(INFORMATION GIVEN):
________________________________________

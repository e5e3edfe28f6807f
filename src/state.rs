// Copyright 2021 Google LLC
//
// Licensed under the Apache License, Version 2.0 (the "License");
// you may not use this file except in compliance with the License.
// You may obtain a copy of the License at
//
//     https://www.apache.org/licenses/LICENSE-2.0
//
// Unless required by applicable law or agreed to in writing, software
// distributed under the License is distributed on an "AS IS" BASIS,
// WITHOUT WARRANTIES OR CONDITIONS OF ANY KIND, either express or implied.
// See the License for the specific language governing permissions and
// limitations under the License.

//! The protocol state machine.
//!
//! A transfer is assembled from one `TransferStart` and any number of
//! `TransferContinue` requests into the write context. Once every declared
//! byte has arrived the SPI transaction runs exactly once, filling the read
//! context, which is then streamed back one response frame at a time. The
//! read data stays resident until the next transfer so that the host can ask
//! for the whole response again with `RestartResponse`.

use crate::config::Config;
use crate::config::SpiDevice;
use crate::hil::Board;
use crate::hil::BusError;
use crate::hil::ChipSelect;
use crate::hil::Duplex;
use crate::hil::SpiBus;
use crate::protocol::packet::max_payload;
use crate::protocol::packet::ChipSelectFlags;
use crate::protocol::packet::Packet;
use crate::protocol::packet::Request;
use crate::protocol::packet::FULL_DUPLEX_ENABLED;
use crate::protocol::packet::TRANSFER_CONTINUE_HEADER_LEN;
use crate::protocol::packet::TRANSFER_START_RESPONSE_HEADER_LEN;
use crate::protocol::status::StatusCode;
use crate::transfer::TransferContext;

use log::debug;
use log::warn;

/// What the bridge will do next.
#[derive(Clone, Copy, PartialEq, Eq, Debug)]
pub enum Mode {
    /// Waiting for a request.
    Idle,

    /// A `ConfigResponse` is owed.
    SendConfiguration,

    /// A `ChipSelectResponse` is owed.
    SendChipSelectResponse,

    /// The write data is complete; the transaction has to run.
    StartSpi,

    /// The first response frame is owed.
    StartResponse,

    /// More read data is owed.
    ContinueResponse,
}

/// What a request needs to know beyond the protocol state.
#[derive(Clone, Copy, Debug)]
pub struct RequestContext<'a> {
    /// Protocol limits.
    pub config: &'a Config,

    /// The targeted peripheral, if the device table has one at the current
    /// index.
    pub device: Option<&'a SpiDevice>,

    /// The effective enable.
    pub enabled: bool,
}

/// Protocol state of one bridge. `W` and `R` are the write and read buffer
/// capacities.
pub struct ProtocolState<const W: usize, const R: usize> {
    mode: Mode,
    status: StatusCode,
    duplex: Duplex,
    current_device: usize,
    write_ctx: TransferContext<W>,
    read_ctx: TransferContext<R>,
}

impl<const W: usize, const R: usize> ProtocolState<W, R> {
    /// Creates an idle state targeting the first peripheral.
    pub const fn new() -> Self {
        Self {
            mode: Mode::Idle,
            status: StatusCode::Success,
            duplex: Duplex::Half,
            current_device: 0,
            write_ctx: TransferContext::new(),
            read_ctx: TransferContext::new(),
        }
    }

    /// The current mode.
    pub fn mode(&self) -> Mode {
        self.mode
    }

    /// Status of the last operation.
    pub fn status(&self) -> StatusCode {
        self.status
    }

    /// Index of the peripheral that transfers go to.
    pub fn current_device(&self) -> usize {
        self.current_device
    }

    /// Retargets subsequent transfers.
    pub fn set_current_device(&mut self, index: usize) {
        self.current_device = index;
    }

    /// The write side of the current transfer.
    pub fn write_ctx(&self) -> &TransferContext<W> {
        &self.write_ctx
    }

    /// The read side of the current transfer.
    pub fn read_ctx(&self) -> &TransferContext<R> {
        &self.read_ctx
    }

    /// Returns true iff response frames are owed.
    pub fn response_in_progress(&self) -> bool {
        matches!(self.mode, Mode::StartResponse | Mode::ContinueResponse)
    }

    /// Marks a config or chip select response as sent.
    pub fn finish_reply(&mut self) {
        self.mode = Mode::Idle;
    }

    /// Starts a new transfer with the given sizes and clears the status.
    pub fn setup_transfer(&mut self, write_count: usize, read_count: usize) {
        self.status = StatusCode::Success;
        self.write_ctx.reset(write_count);
        self.read_ctx.reset(read_count);
    }

    /// Drops any transfer in flight.
    pub fn reset_interface(&mut self) {
        self.setup_transfer(0, 0);
        self.duplex = Duplex::Half;
        self.mode = Mode::Idle;
    }

    /// Arms the response stream with `status`. On error no read data is
    /// sent.
    pub fn setup_transfer_response(&mut self, status: StatusCode) {
        self.status = status;
        self.read_ctx.rewind();
        self.mode = Mode::StartResponse;
        if !status.is_success() {
            self.read_ctx.reset(0);
        }
    }

    /// Handles the frame in `rx` and consumes it.
    pub fn process_rx_packet<C: ChipSelect>(
        &mut self,
        rx: &mut Packet,
        ctx: &RequestContext<'_>,
        cs: &mut C,
    ) {
        let len = rx.packet_size();
        match rx.decode() {
            Ok(request) => self.process_request(request, ctx, cs),
            Err(e) => {
                warn!("usb_spi: unexpected packet ({} bytes): {:?}", len, e);
                self.setup_transfer_response(StatusCode::RxUnexpectedPacket);
            }
        }
        rx.clear();
    }

    /// Handles one decoded request.
    pub fn process_request<C: ChipSelect>(
        &mut self,
        request: Request<'_>,
        ctx: &RequestContext<'_>,
        cs: &mut C,
    ) {
        self.mode = Mode::Idle;

        match request {
            Request::GetConfig => self.mode = Mode::SendConfiguration,
            // Recovers from lost frames without repeating the transaction.
            Request::RestartResponse => self.setup_transfer_response(self.status),
            Request::TransferStart {
                write_count,
                read_count,
                data,
            } => {
                debug!("usb_spi: start write={} read={:#x}", write_count, read_count);
                if let Err(status) = self.start_transfer(write_count, read_count, data, ctx) {
                    self.setup_transfer_response(status);
                    return;
                }
                self.check_write_complete();
            }
            Request::TransferContinue { data_index, data } => {
                if self.status.is_success() {
                    self.status = self.continue_transfer(data_index, data);
                }
                if !self.status.is_success() {
                    self.setup_transfer_response(self.status);
                    return;
                }
                self.check_write_complete();
            }
            Request::ChipSelect { flags } => {
                match ctx.device {
                    Some(device) => cs.set_level(device, !flags.contains(ChipSelectFlags::ASSERT)),
                    None => warn!("usb_spi: no device {} for chip select", self.current_device),
                }
                self.mode = Mode::SendChipSelectResponse;
            }
        }
    }

    fn start_transfer(
        &mut self,
        write_count: u16,
        read_count: u16,
        data: &[u8],
        ctx: &RequestContext<'_>,
    ) -> Result<(), StatusCode> {
        let config = ctx.config;
        if !ctx.enabled || ctx.device.is_none() {
            return Err(StatusCode::Disabled);
        }
        if write_count > config.max_write_count {
            return Err(StatusCode::WriteCountInvalid);
        }

        let (duplex, read_size) = if read_count == FULL_DUPLEX_ENABLED {
            if !config.full_duplex {
                return Err(StatusCode::UnsupportedFullDuplex);
            }
            // Every written byte is read back, so the read buffer has to
            // hold the whole write.
            if write_count > config.max_read_count {
                return Err(StatusCode::ReadCountInvalid);
            }
            (Duplex::Full, write_count)
        } else {
            if read_count > config.max_read_count {
                return Err(StatusCode::ReadCountInvalid);
            }
            (Duplex::Half, read_count)
        };

        self.setup_transfer(usize::from(write_count), usize::from(read_size));
        self.duplex = duplex;
        self.write_ctx
            .absorb(data)
            .map_err(|_| StatusCode::RxDataOverflow)
    }

    fn continue_transfer(&mut self, data_index: u16, data: &[u8]) -> StatusCode {
        if self.write_ctx.is_complete() {
            warn!("usb_spi: continue with no write pending");
            return StatusCode::RxUnexpectedPacket;
        }
        if usize::from(data_index) != self.write_ctx.transfer_index() {
            warn!(
                "usb_spi: continue at {} but {} bytes received",
                data_index,
                self.write_ctx.transfer_index()
            );
            return StatusCode::RxBadDataIndex;
        }
        match self.write_ctx.absorb(data) {
            Ok(()) => StatusCode::Success,
            Err(_) => StatusCode::RxDataOverflow,
        }
    }

    fn check_write_complete(&mut self) {
        if self.write_ctx.is_complete() {
            self.mode = Mode::StartSpi;
        }
    }

    /// Runs the assembled transaction and arms the response.
    pub fn run_spi_transaction<S: SpiBus, B: Board>(
        &mut self,
        device: Option<&SpiDevice>,
        spi: &mut S,
        board: &mut B,
    ) {
        let write = self.write_ctx.data();
        let read = self.read_ctx.data_mut();
        let result = match device {
            Some(device) if device.is_custom() => {
                board.custom_transaction(device, write, read, self.duplex)
            }
            Some(device) => spi.transaction(device, write, read, self.duplex),
            None => Err(BusError::unknown()),
        };
        if let Err(e) = result {
            warn!("usb_spi: transaction failed: {:?}", e);
        }
        self.setup_transfer_response(StatusCode::from_bus_result(result));
    }

    /// Builds the next response frame into `tx`.
    ///
    /// Returns false, leaving `tx` untouched, if no response is in progress.
    pub fn create_transfer_response(&mut self, tx: &mut Packet) -> bool {
        if !self.response_in_progress() {
            return false;
        }

        // Transfer sizes come from u16 counts, so indices fit.
        let index = self.read_ctx.transfer_index();
        if index == 0 {
            let chunk = self
                .read_ctx
                .emit(max_payload(TRANSFER_START_RESPONSE_HEADER_LEN));
            let sent = tx.encode_transfer_start_response(self.status, chunk);
            self.read_ctx.advance(sent);
        } else if index < self.read_ctx.transfer_size() {
            let chunk = self.read_ctx.emit(max_payload(TRANSFER_CONTINUE_HEADER_LEN));
            let sent = tx.encode_transfer_continue_response(index as u16, chunk);
            self.read_ctx.advance(sent);
        }

        self.mode = if self.read_ctx.is_complete() {
            Mode::Idle
        } else {
            Mode::ContinueResponse
        };
        debug!(
            "usb_spi: response {}/{} bytes",
            self.read_ctx.transfer_index(),
            self.read_ctx.transfer_size()
        );
        true
    }
}

impl<const W: usize, const R: usize> Default for ProtocolState<W, R> {
    fn default() -> Self {
        Self::new()
    }
}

________________________________________

Transcribe, exactly as written, all lines of the entries above from the first to the one containing "in writing, software", and no more.

(RESULT OF THE TASK):
repository e5e3edfe28f6807f
filename src/state.rs
// Copyright 2021 Google LLC
//
// Licensed under the Apache License, Version 2.0 (the "License");
// you may not use this file except in compliance with the License.
// You may obtain a copy of the License at
//
//     https://www.apache.org/licenses/LICENSE-2.0
//
// Unless required by applicable law or agreed to in writing, software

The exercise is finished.